Naquele ano, foram detectados por satélite 22.292 focos de queimadas no Acre. Para se ter uma ideia do que significam mais de 20.000 focos queimadas, comparamos esse número com os 1.929 focos de queimadas ocorridas no ano passado. O fogo se espalhou e disseminou danos em todas as áreas da Amazônia Legal. Foram 646 mil focos de fogo na Amazônia Legal, quase todos iniciados em áreas já impactadas pelo homem, o que gerou prejuízo ambiental de ordem mundial. Luiz Aragão, pesquisador da Universidade de Oxford, na Inglaterra, afirma que antes da estiagem de 2005, a Floresta Amazônica absorvia 400 milhões de toneladas de carbono por ano. Porém, no referido período de seca, além de não ter absorvido nada de carbono, emitiu 900 milhões de toneladas de carbono.

Os pesquisadores dizem que 267 mil hectares de área de floresta com copa foram afetados pelas queimadas no Acre, que a área desmatada de pasto e capoeira foi superior a 203 mil hectares. É uma área superior a 470 mil hectares de áreas afetadas pelo fogo naquele ano.

Os órgãos públicos não estavam preparados para lidar com tamanho fogo e nada puderam fazer para impedir seu avanço. Nos municípios impactados pelo fogo e pela fumaça, ocorreram prejuízos de aproximadamente R$ 155 milhões em danos humanos, materiais, econômicos, sociais e ambientais. Em Rio Branco foram suspensas as aulas por vários dias. Entre os meses de agosto e setembro de 2005, praticamente 10% da população da capital do Acre foi atendida nas unidades de saúde pública, ou seja, cerca de 30 mil pessoas. Os idosos e as crianças foram os maiores prejudicados. As queimadas ocasionaram a poluição de rios, lagos e igarapés, em função do grande depósito de cinzas. O fogo provocou inúmeros prejuízos econômicos aos próprios produtores rurais que o utilizam, como a destruição de suas casas, cercas, plantios, máquinas e redes de transmissão de energia. Muitos foram os efeitos da sistemática poluição do ar sobre a saúde humana, como morte prematura por doenças do coração, morte prematura por doenças pulmonares, mortalidade infantil, mortalidade por câncer do pulmão, doenças na visão, agravamento de doenças do coração e pulmonares como a asma, aparição de tosse, ofego e bronquite crônica. Além disso, a visibilidade no Acre esteve inferior a 1 quilômetro. Os transportes aéreos e terrestres de todo o Estado foram prejudicados, além de ter ocasionado acidentes nas estradas. O leste do Acre esteve em total caos social, como se um estado excepcional tivesse sido decretado no estado, ficando as pessoas presas em suas próprias casas, não se podendo ir à escola, não se podendo viajar. Mal se podia sair de casa ou do hospital.

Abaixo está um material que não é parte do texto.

// SPDX-License-Identifier: Apache-2.0 OR MIT
// Copyright (c) 2025-2026 naskel.com

//! The XCCH control-channel coder (GSM 05.03 4.1): SDCCH, SACCH, FACCH
//! and the broadcast channels all carry 184-bit frames through this path.
//!
//! Encode: d -> Fire parity -> rate-1/2 convolution -> 4x114 interleave ->
//! four normal bursts with both stealing bits set. Decode runs it
//! backwards, with erasure marking for missing bursts and the
//! ENCRYPT_MAYBE save/restore dance for ciphering phase-in.

use super::{DecoderCore, EncoderCore, L1FecShared};
use crate::gsm::bits::{BitVec, SoftVec};
use crate::gsm::burst::{RxBurst, TxBurst};
use crate::gsm::cipher::{cipher_count, decrypt_soft, EncryptionState};
use crate::gsm::l2::{L2Frame, L2_FRAME_BITS};
use crate::gsm::parity::BlockParity;
use crate::gsm::radio::{BurstSink, RadioSink};
use crate::gsm::sacch::MsPhysReport;
use crate::gsm::tables::training_sequence;
use crate::gsm::tdma::TdmaMapping;
use crate::gsm::time::GsmTime;
use crate::gsm::viterbi::GSM_RATE2;
use parking_lot::Mutex;
use rand::Rng;
use std::sync::Arc;

/// Fill the parity and tail region of a 228-bit `u` whose `d` part is
/// ready, then convolutionally encode to 456 bits.
pub(crate) fn fec_encode_41(u: &mut BitVec) -> BitVec {
    debug_assert_eq!(u.len(), 228);
    let p = BlockParity::FIRE.parity(u.segment(0, 184));
    // The Fire parity is transmitted inverted (GSM 05.03 4.1.2).
    u.fill_field(184, !p & ((1 << 40) - 1), 40);
    u.fill_field(224, 0, 4);
    GSM_RATE2.encode(u)
}

/// The block-diagonal interleaver of GSM 05.03 4.1.4.
pub(crate) fn interleave_41(c: &BitVec, i: &mut [BitVec; 4]) {
    for k in 0..456 {
        let b = k % 4;
        let j = 2 * ((49 * k) % 57) + ((k % 8) / 4);
        i[b].set_bit(j, c.bit(k));
    }
}

/// Deinterleave `i` into a 456-bit soft block, resetting each consumed
/// position to an erasure so a later deinterleave after a missing burst
/// sees maximum uncertainty there.
pub(crate) fn deinterleave_41(i: &mut [SoftVec; 4]) -> SoftVec {
    let mut c = SoftVec::erased(456);
    for k in 0..456 {
        let b = k % 4;
        let j = 2 * ((49 * k) % 57) + ((k % 8) / 4);
        c.set(k, i[b].val(j));
        i[b].set(j, 0.5);
    }
    c
}

/// Decode a 456-bit soft block back to `u` and check the Fire syndrome.
/// Returns `(u, bit_error_count, parity_ok)`.
pub(crate) fn fec_decode_41(c: &SoftVec) -> (BitVec, u32, bool) {
    let (mut u, bec) = GSM_RATE2.decode(c, 228);
    // Undo the parity inversion before the syndrome check.
    let p = u.peek_field(184, 40);
    u.fill_field(184, !p & ((1 << 40) - 1), 40);
    let ok = BlockParity::FIRE.syndrome(u.segment(0, 224)) == 0;
    // Restore the on-air parity bits.
    u.fill_field(184, p, 40);
    (u, bec, ok)
}

struct EncBuffers {
    u: BitVec,
    i: [BitVec; 4],
    burst: TxBurst,
}

/// Encoder for the XCCH format. SACCH reuses it with a 16-bit physical
/// header in front of the L2 payload.
pub struct XcchEncoder {
    pub core: EncoderCore,
    header_offset: usize,
    buf: Mutex<EncBuffers>,
}

impl XcchEncoder {
    pub fn new(
        shared: Arc<L1FecShared>,
        radio: Arc<dyn RadioSink>,
        cn: u32,
        tn: u32,
        mapping: Arc<TdmaMapping>,
        header_offset: usize,
    ) -> Arc<Self> {
        let core = EncoderCore::new(shared, radio, cn, tn, mapping);
        let mut burst = TxBurst::new(GsmTime::new(0, tn));
        burst.set_training(&training_sequence(core.tsc));
        Arc::new(XcchEncoder {
            core,
            header_offset,
            buf: Mutex::new(EncBuffers {
                u: BitVec::zeroed(228),
                i: std::array::from_fn(|_| BitVec::zeroed(114)),
                burst,
            }),
        })
    }

    /// L2 entry point: encode and transmit one frame. Blocks briefly on
    /// the burst clock.
    pub fn write_high_side(&self, frame: &L2Frame) {
        if !self.core.enc_active() {
            log::info!("[{}] sending on non-active channel", self.core.label);
        }
        {
            let mut st = self.core.state.lock();
            self.core.resync(&mut st, false);
        }
        self.send_frame(frame, None);
    }

    /// Encode `frame` (optionally behind a SACCH physical header) into
    /// four bursts and ship them.
    pub(crate) fn send_frame(&self, frame: &L2Frame, phys_header: Option<(u64, u64)>) {
        log::debug!("[{}] sending {:?}", self.core.label, frame);
        if let Some(tap) = self.core.shared.gsmtap.as_ref() {
            if self.core.shared.ctx.config.hot().gsmtap_enabled {
                let st = self.core.state.lock();
                tap.write(
                    self.core.radio.arfcn(),
                    self.core.tn,
                    st.next_write_time.fnum(),
                    self.core.mapping.type_and_offset(),
                    self.core.mapping.repeat_length() > 51,
                    false,
                    &frame.bits().pack(),
                );
            }
        }

        let mut buf = self.buf.lock();
        // Copy the L2 frame into u and undo GSM's LSB-first octet order
        // over the d region (GSM 05.03 4.1.1).
        buf.u.fill(0);
        if let Some((power, ta)) = phys_header {
            buf.u.fill_field(0, power, 8);
            buf.u.fill_field(8, ta, 8);
        }
        let take = (184 - self.header_offset).min(L2_FRAME_BITS);
        let off = self.header_offset;
        buf.u.copy_from(off, &frame.bits().as_slice()[..take]);
        let mut d = BitVec::from_bits(buf.u.segment(0, 184));
        d.lsb8_msb();
        buf.u.copy_from(0, d.as_slice());

        let c = fec_encode_41(&mut buf.u);
        let mut planes: [BitVec; 4] = std::array::from_fn(|_| BitVec::zeroed(114));
        interleave_41(&c, &mut planes);
        buf.i = planes;
        self.transmit(&mut buf);
    }

    /// Ship the four interleaved planes, applying ciphering and the BER
    /// test hook per burst (GSM 05.03 4.1.5, 05.02 5.2.3).
    fn transmit(&self, buf: &mut EncBuffers) {
        let prev = self.core.state.lock().prev_write_time;
        self.core.wait_to_send(&prev);

        let hot = self.core.shared.ctx.config.hot();
        let mut rng = rand::rng();
        for b in 0..4 {
            let (next, crypto_on, alg, kc) = {
                let st = self.core.state.lock();
                let c = self.core.shared.crypto.lock();
                (
                    st.next_write_time,
                    c.downlink == EncryptionState::Yes,
                    c.algorithm,
                    c.kc,
                )
            };
            buf.burst.set_time(next);
            let mut e = buf.i[b].clone();
            if crypto_on {
                let ks = self
                    .core
                    .shared
                    .keystream
                    .keystream(alg, &kc, cipher_count(next.fnum()));
                for j in 0..114 {
                    e.set_bit(j, e.bit(j) ^ ks.downlink_bit(j));
                }
            }
            if hot.cch_ber > 0.0 {
                for j in 0..114 {
                    if rng.random::<f64>() < hot.cch_ber {
                        e.set_bit(j, e.bit(j) ^ 1);
                    }
                }
            }
            buf.burst.set_data(&e.as_slice()[0..57], &e.as_slice()[57..114]);
            // Stealing bits for a control channel (CS-1), GSM 05.03 4.2.5.
            buf.burst.set_hl(true);
            buf.burst.set_hu(true);
            self.core.radio.write_high_side_tx(&buf.burst, "xcch");
            let mut st = self.core.state.lock();
            self.core.roll_forward(&mut st);
        }
    }
}

struct DecBuffers {
    i: [SoftVec; 4],
    saved: [SoftVec; 4],
    fns: [u32; 4],
    read_time: GsmTime,
}

/// Decoder for the XCCH format. With `phys` attached it is a SACCH
/// decoder: every burst updates the physical measurement report and good
/// frames carry the power/TA physical header.
pub struct XcchDecoder {
    pub core: DecoderCore,
    header_offset: usize,
    pub phys: Option<Mutex<MsPhysReport>>,
    buf: Mutex<DecBuffers>,
}

impl XcchDecoder {
    pub fn new(
        shared: Arc<L1FecShared>,
        cn: u32,
        tn: u32,
        mapping: Arc<TdmaMapping>,
        header_offset: usize,
        phys: Option<MsPhysReport>,
    ) -> Arc<Self> {
        Arc::new(XcchDecoder {
            core: DecoderCore::new(shared, cn, tn, mapping),
            header_offset,
            phys: phys.map(Mutex::new),
            buf: Mutex::new(DecBuffers {
                i: std::array::from_fn(|_| SoftVec::erased(114)),
                saved: std::array::from_fn(|_| SoftVec::erased(114)),
                fns: [0; 4],
                read_time: GsmTime::default(),
            }),
        })
    }

    fn decrypt(&self, buf: &mut DecBuffers) {
        let c = self.core.shared.crypto.lock();
        for b in 0..4 {
            let ks = self
                .core
                .shared
                .keystream
                .keystream(c.algorithm, &c.kc, cipher_count(buf.fns[b]));
            decrypt_soft(&ks, &mut buf.i[b], 0);
        }
    }

    fn save_mi(buf: &mut DecBuffers) {
        for b in 0..4 {
            buf.saved[b] = buf.i[b].clone();
        }
    }

    fn restore_mi(buf: &mut DecBuffers) {
        for b in 0..4 {
            buf.i[b] = buf.saved[b].clone();
        }
    }

    /// Attempt a decode of the assembled block; honors the simulated-FER
    /// test knob.
    fn decode(&self, buf: &mut DecBuffers) -> Option<(BitVec, u32)> {
        let c = deinterleave_41(&mut buf.i);
        let (u, bec, ok) = fec_decode_41(&c);
        let hot = self.core.shared.ctx.config.hot();
        if hot.simulated_fer_uplink > 0
            && rand::rng().random_range(0..100) < hot.simulated_fer_uplink
        {
            log::info!(
                "[{}] simulating dropped uplink frame at {}",
                self.core.label,
                buf.read_time
            );
            return None;
        }
        if ok {
            Some((u, bec))
        } else {
            None
        }
    }

    fn handle_good_frame(&self, u: &BitVec, read_time: GsmTime) {
        let mut d = BitVec::from_bits(u.segment(0, 184));
        d.lsb8_msb();
        if let Some(phys) = self.phys.as_ref() {
            // SACCH physical header, GSM 04.04 6.1: MS power and timing
            // advance actuals. Read in host bit order, matching the
            // encoder writing it before the radio bit reversal.
            let mut p = phys.lock();
            p.record_actuals(
                d.peek_field(3, 5) as u8,
                d.peek_field(9, 7) as u8,
                self.core.shared.ctx.band,
            );
        }

        let hot = self.core.shared.ctx.config.hot();
        if hot.uplink_fuzzing_rate > 0
            && rand::rng().random_range(0..100) < hot.uplink_fuzzing_rate
        {
            let i = rand::rng().random_range(0..d.len());
            d.set_bit(i, d.bit(i) ^ 1);
            log::info!("[{}] fuzzing input frame, flipped bit {}", self.core.label, i);
        }
        if let Some(tap) = self.core.shared.gsmtap.as_ref() {
            if hot.gsmtap_enabled {
                tap.write(
                    self.core.cn,
                    self.core.tn,
                    read_time.fnum(),
                    self.core.mapping.type_and_offset(),
                    self.core.mapping.repeat_length() > 51,
                    true,
                    &d.pack(),
                );
            }
        }
        let l2 = BitVec::from_bits(d.segment(self.header_offset, 184 - self.header_offset));
        self.core.deliver_up(L2Frame::new(&l2));
    }

}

O Ministério Público quer contribuir para evitar uma nova catástrofe ambiental e econômica na região.

Sim. A região leste do Acre já é bastante antropizada. Em média, está com 40% de sua área desmatada. A ocorrência de secas é periódica. Seguramente, em algum ano dos próximos que virão, encontraremos um cenário propício para a repetição da tragédia ambiental de 2005. O quadro poderá ser ainda pior. Cerca de 500 mil hectares de nossa floresta já foi, num ano ou outro, impactado pelo fogo, o que torna mais fácil a penetração do fogo nessas áreas em futuro incêndio. Além disso, o aquecimento global, naturalmente, tem tornado os períodos secos ainda mais secos e quentes, aumentando o grau de risco que está sujeito o Acre nos próximos anos.